In Breath of the Wild, you need to conserve like crazy. Even the important weapons that you get from beating major bosses will break after a bit of use. Link is constantly picking up new stuff, and if you go into a dungeon, you're going to want to have supplies - not just arrows and a full arsenal of weapons, but also good food to heal up with.
Cooking takes time, and sometimes you find that all the standard ingredients - apples, mushrooms, etc. - are out and all you have is the makings for some kind of buff elixir - which are fine, but not what you want to see when you're looking at a very small number of hearts left.
Breath of the Wild is not linear. I've been following what seems like the natural path - I went to the Zora and helped them get the Elephant Divine Beast online again and then headed north to Death Mountain to help out the Gorons and their Salamander thing.
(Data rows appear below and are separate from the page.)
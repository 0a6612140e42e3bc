// author: kodeholic (powered by Claude)

use clap::Parser;
use tracing_subscriber::EnvFilter;

use pair_match::{config, run_server, ServerArgs, StoreKind};

/// pair-match 매칭 서버
#[derive(Parser)]
#[command(name = "pmserver", about = "pair-match 매칭 + 세션 핸드오프 서버", version)]
struct Cli {
    /// HTTP API / 게이트웨이 포트
    #[arg(long, default_value_t = config::SERVER_PORT)]
    port: u16,

    /// 공유 저장소 백엔드
    #[arg(long, value_enum, default_value_t = StoreKind::Memory)]
    store: StoreKind,

    /// Redis URL (미지정 시 PAIRMATCH_REDIS_URL 환경변수)
    #[arg(long)]
    redis_url: Option<String>,

    /// 질문 카탈로그 서비스 base URL (미지정 시 내장 카탈로그)
    #[arg(long)]
    catalog_url: Option<String>,

    /// waiting 상태 최대 유지 시간 (초)
    #[arg(long)]
    match_timeout_secs: Option<u64>,

    /// heartbeat 끊김 판정 임계값 (밀리초)
    #[arg(long)]
    disconnect_threshold_ms: Option<u64>,
}

#[tokio::main]
async fn main() {
    // RUST_LOG 기반 로깅 초기화 (기본값: info)
    tracing_subscriber::fmt()
        .with_env_filter(EnvFilter::try_from_default_env().unwrap_or_else(|_| EnvFilter::new("info")))
        .init();

    let cli = Cli::parse();
    run_server(ServerArgs {
        port:                    cli.port,
        store:                   cli.store,
        redis_url:               cli.redis_url,
        catalog_url:             cli.catalog_url,
        match_timeout_secs:      cli.match_timeout_secs,
        disconnect_threshold_ms: cli.disconnect_threshold_ms,
    }).await;
}
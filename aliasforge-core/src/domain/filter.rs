//! Candidate filter: separator policy, digit placement, month-only suffixes
//! and the length window

use crate::domain::candidate::Candidate;
use crate::domain::date::DateKind;
use serde::{Deserialize, Serialize};
use std::fmt;

/// The only separator a candidate may contain
pub const SEPARATOR: char = '.';

/// Inclusive bounds on a candidate's character count
#[derive(Debug, Clone, Copy, PartialEq, Eq, Hash, Serialize, Deserialize)]
pub struct LengthWindow {
    /// Shortest accepted length
    pub min: usize,
    /// Longest accepted length
    pub max: usize,
}

impl LengthWindow {
    /// Create a window; callers validate `min <= max`
    pub const fn new(min: usize, max: usize) -> Self {
        Self { min, max }
    }

    /// Whether `len` lies inside the window
    pub fn contains(&self, len: usize) -> bool {
        (self.min..=self.max).contains(&len)
    }
}

impl fmt::Display for LengthWindow {
    fn fmt(&self, f: &mut fmt::Formatter<'_>) -> fmt::Result {
        write!(f, "{}-{}", self.min, self.max)
    }
}

/// Why a candidate was dropped
#[derive(Debug, Clone, Copy, PartialEq, Eq)]
pub enum Rejection {
    /// Contains something other than `a-z`, `0-9` or `.`
    ForbiddenChar(char),
    /// Leading, trailing or doubled separator
    MalformedSeparator,
    /// Starts with a digit
    LeadingDigit,
    /// Ends in a bare two-digit month
    MonthOnlySuffix,
    /// Fewer characters than the window allows
    TooShort(usize),
    /// More characters than the window allows
    TooLong(usize),
}

impl fmt::Display for Rejection {
    fn fmt(&self, f: &mut fmt::Formatter<'_>) -> fmt::Result {
        match self {
            Rejection::ForbiddenChar(ch) => write!(f, "forbidden character '{ch}'"),
            Rejection::MalformedSeparator => write!(f, "malformed separator"),
            Rejection::LeadingDigit => write!(f, "starts with a digit"),
            Rejection::MonthOnlySuffix => write!(f, "month-only date suffix"),
            Rejection::TooShort(len) => write!(f, "too short ({len})"),
            Rejection::TooLong(len) => write!(f, "too long ({len})"),
        }
    }
}

/// Applies the acceptance policy to generated candidates
#[derive(Debug, Clone, Copy)]
pub struct CandidateFilter {
    window: LengthWindow,
}

impl CandidateFilter {
    /// Filter enforcing `window`
    pub fn new(window: LengthWindow) -> Self {
        Self { window }
    }

    /// Length window in force
    pub fn window(&self) -> LengthWindow {
        self.window
    }

    /// Accept `candidate` or report the first rule it breaks
    pub fn check(&self, candidate: &Candidate) -> Result<(), Rejection> {
        let text = candidate.text.as_str();

        if let Some(ch) = text
            .chars()
            .find(|&ch| !(ch.is_ascii_lowercase() || ch.is_ascii_digit() || ch == SEPARATOR))
        {
            return Err(Rejection::ForbiddenChar(ch));
        }

        if text.starts_with(SEPARATOR)
            || text.ends_with(SEPARATOR)
            || text.contains("..")
        {
            return Err(Rejection::MalformedSeparator);
        }

        if text.starts_with(|ch: char| ch.is_ascii_digit()) {
            return Err(Rejection::LeadingDigit);
        }

        if candidate.suffix == Some(DateKind::Month) {
            return Err(Rejection::MonthOnlySuffix);
        }

        let len = text.chars().count();
        if len < self.window.min {
            return Err(Rejection::TooShort(len));
        }
        if len > self.window.max {
            return Err(Rejection::TooLong(len));
        }

        Ok(())
    }

    /// Convenience wrapper around [`check`](Self::check)
    pub fn accepts(&self, candidate: &Candidate) -> bool {
        self.check(candidate).is_ok()
    }
}
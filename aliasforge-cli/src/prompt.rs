//! Interactive style selection

use crate::error::{CliError, CliResult};
use aliasforge_core::Style;
use std::io::{BufRead, Write};

/// Ask for a naming style until a valid answer arrives
///
/// Accepts the menu number or any style code (`chinese`, `en`, ...). The
/// menu goes to `output` so that stdout stays reserved for the word list.
pub fn prompt_style<R, W>(input: &mut R, output: &mut W) -> CliResult<Style>
where
    R: BufRead,
    W: Write,
{
    let styles = Style::all();

    writeln!(output, "Select naming style:")?;
    for (index, style) in styles.iter().enumerate() {
        writeln!(output, "  {}. {} ({})", index + 1, style, style.description())?;
    }

    loop {
        write!(output, "Choice [1-{}]: ", styles.len())?;
        output.flush()?;

        let mut line = String::new();
        if input.read_line(&mut line)? == 0 {
            return Err(CliError::PromptAborted.into());
        }

        match parse_choice(line.trim(), styles) {
            Some(style) => return Ok(style),
            None => writeln!(output, "Invalid choice '{}'", line.trim())?,
        }
    }
}

fn parse_choice(answer: &str, styles: &[Style]) -> Option<Style> {
    match answer.parse::<usize>() {
        Ok(number) => styles.get(number.checked_sub(1)?).copied(),
        Err(_) => answer.parse().ok(),
    }
}

#[cfg(test)]
mod tests {
    use super::*;
    use std::io::Cursor;

    fn run(input: &str) -> (CliResult<Style>, String) {
        let mut output = Vec::new();
        let result = prompt_style(&mut Cursor::new(input), &mut output);
        (result, String::from_utf8(output).unwrap())
    }

    #[test]
    fn test_numeric_choice() {
        assert_eq!(run("1\n").0.unwrap(), Style::Chinese);
        assert_eq!(run("2\n").0.unwrap(), Style::Western);
    }

    #[test]
    fn test_named_choice() {
        assert_eq!(run("western\n").0.unwrap(), Style::Western);
    }

    #[test]
    fn test_retries_until_valid() {
        let (result, output) = run("3\n0\nfoo\n1\n");
        assert_eq!(result.unwrap(), Style::Chinese);
        assert_eq!(output.matches("Invalid choice").count(), 3);
    }

    #[test]
    fn test_eof_aborts() {
        let (result, output) = run("");
        assert!(output.contains("1. Chinese"));
        let err = result.unwrap_err();
        assert!(matches!(
            err.downcast_ref::<CliError>(),
            Some(CliError::PromptAborted)
        ));
    }
}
For all I know, the game steers you in this direction, or it's possible that I could have just gone west after Kakariko Village and done entirely different things.
The Ancient Beasts serve, I assume, as Breath of the Wild's main dungeons. These massive constructs (the open world of BotW recalls Shadow of the Colossus, and these beasts certainly seem of a similar style to the Colossi) must first be neutralized, which seems to be a unique quest chain for each, and then you go inside and solve puzzles.
While there are little bits of corruption to fight inside the Beasts, dungeons in Breath of the Wild are really puzzle-focused. Fighting is for the outdoors, and you'll get plenty of combat against Bokoblins and Moblins (and other things, though it's mostly, at least so far, those guys) as you explore.
While the Divine Beasts are almost entirely puzzle-based, they each end with a boss fight. Strategies are actually a bit less obvious in this game, given that you have all the "tool" abilities pretty much from the moment you leave the starting area.
Restoring a Divine Beast to order will not only bring its aid against Ganon, but you'll also get a passive effect based on the champion who piloted it a century ago. These seem like pretty powerful bonuses, which really incentivizes you to get those beasts, even though technically I think you can actually go straight to Ganon pretty early in the game.
I do have a little worry that I'm focusing too much on the main quest. In open-world games (and to an extent Zelda games have always been open-world games. You could argue they were the first major example of the genre) I am often driven to see the plot and not get overwhelmed by the many, many side activities one can do. With two major bosses down after having the game for only a day and a half, I do want to stop and smell the roses a bit. I guess the question is which roses first.